§ What is needed: The answer must be an exact transcription of every record.

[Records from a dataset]
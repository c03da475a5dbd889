//! Applies actions to a page surface and captures snapshots.

use std::collections::HashMap;
use std::future::Future;
use std::sync::{Arc, Weak};
use std::time::Duration;

use chrono::Utc;
use dashmap::DashMap;
use pagehand_protocols::surface::{HistoryStep, ScrollCommand};
use pagehand_protocols::{
    truncate_chars, ActionKind, ElementDescriptor, ElementHandle, ExecutionOutcome,
    FastPathAction, GeneratedAction, PageDriver, PageSnapshot, RawElement, SurfaceError,
    CONTENT_SUMMARY_LIMIT, ELEMENT_TEXT_LIMIT,
};
use serde_json::Value;
use tracing::{debug, info};

use crate::error::PipelineError;
use crate::fast_path::DEFAULT_SCROLL_AMOUNT;
use crate::safety::SafetyGate;

/// Maximum characters returned by an extract action.
pub const EXTRACT_LIMIT: usize = 5000;

/// Default per-operation surface timeout.
pub const DEFAULT_SURFACE_TIMEOUT: Duration = Duration::from_secs(15);

/// Share of the viewport scrolled by a page-sized scroll.
const PAGE_SCROLL_RATIO: f64 = 0.9;

const LARGER_TEXT_CSS: &str = "html { font-size: 125% !important; } \
body p, body li, body span, body a, body td, body th, body label, body input, body textarea, body button \
{ font-size: 1.2rem !important; line-height: 1.6 !important; }";

const BOLD_TEXT_CSS: &str = "body, body * { font-weight: 700 !important; }";

const HIGH_CONTRAST_CSS: &str = "html { filter: contrast(1.4) !important; } \
body, body * { background-color: #000 !important; color: #fff !important; border-color: #fff !important; } \
a, a * { color: #ff0 !important; }";

/// Which elements a text lookup may land on.
#[derive(Debug, Clone, Copy, PartialEq, Eq)]
enum Want {
    Clickable,
    TextInput,
    Any,
}

/// Applies actions through a [`PageDriver`].
///
/// Holds, per surface, the id-to-handle map minted by the latest snapshot.
/// A new capture replaces the map, so ids from older snapshots stop
/// resolving. A map lives until its surface's session is dropped; see
/// [`eviction_listener`](Self::eviction_listener).
pub struct Executor {
    driver: Arc<dyn PageDriver>,
    handles: Arc<DashMap<String, HashMap<String, ElementHandle>>>,
    timeout: Duration,
}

§ Output of the task:
repository c03da475a5dbd889
//! Applies actions to a page surface and captures snapshots.

use std::collections::HashMap;
use std::future::Future;
use std::sync::{Arc, Weak};
use std::time::Duration;

use chrono::Utc;
use dashmap::DashMap;
use pagehand_protocols::surface::{HistoryStep, ScrollCommand};
use pagehand_protocols::{
    truncate_chars, ActionKind, ElementDescriptor, ElementHandle, ExecutionOutcome,
    FastPathAction, GeneratedAction, PageDriver, PageSnapshot, RawElement, SurfaceError,
    CONTENT_SUMMARY_LIMIT, ELEMENT_TEXT_LIMIT,
};
use serde_json::Value;
use tracing::{debug, info};

use crate::error::PipelineError;
use crate::fast_path::DEFAULT_SCROLL_AMOUNT;
use crate::safety::SafetyGate;

/// Maximum characters returned by an extract action.
pub const EXTRACT_LIMIT: usize = 5000;

/// Default per-operation surface timeout.
pub const DEFAULT_SURFACE_TIMEOUT: Duration = Duration::from_secs(15);

/// Share of the viewport scrolled by a page-sized scroll.
const PAGE_SCROLL_RATIO: f64 = 0.9;

const LARGER_TEXT_CSS: &str = "html { font-size: 125% !important; } \
body p, body li, body span, body a, body td, body th, body label, body input, body textarea, body button \
{ font-size: 1.2rem !important; line-height: 1.6 !important; }";

const BOLD_TEXT_CSS: &str = "body, body * { font-weight: 700 !important; }";

const HIGH_CONTRAST_CSS: &str = "html { filter: contrast(1.4) !important; } \
body, body * { background-color: #000 !important; color: #fff !important; border-color: #fff !important; } \
a, a * { color: #ff0 !important; }";

/// Which elements a text lookup may land on.
#[derive(Debug, Clone, Copy, PartialEq, Eq)]
enum Want {
    Clickable,
    TextInput,
    Any,
}

/// Applies actions through a [`PageDriver`].
///
/// Holds, per surface, the id-to-handle map minted by the latest snapshot.
/// A new capture replaces the map, so ids from older snapshots stop
/// resolving. A map lives until its surface's session is dropped; see
/// [`eviction_listener`](Self::eviction_listener).
pub struct Executor {
    driver: Arc<dyn PageDriver>,
    handles: Arc<DashMap<String, HashMap<String, ElementHandle>>>,
    timeout: Duration,
}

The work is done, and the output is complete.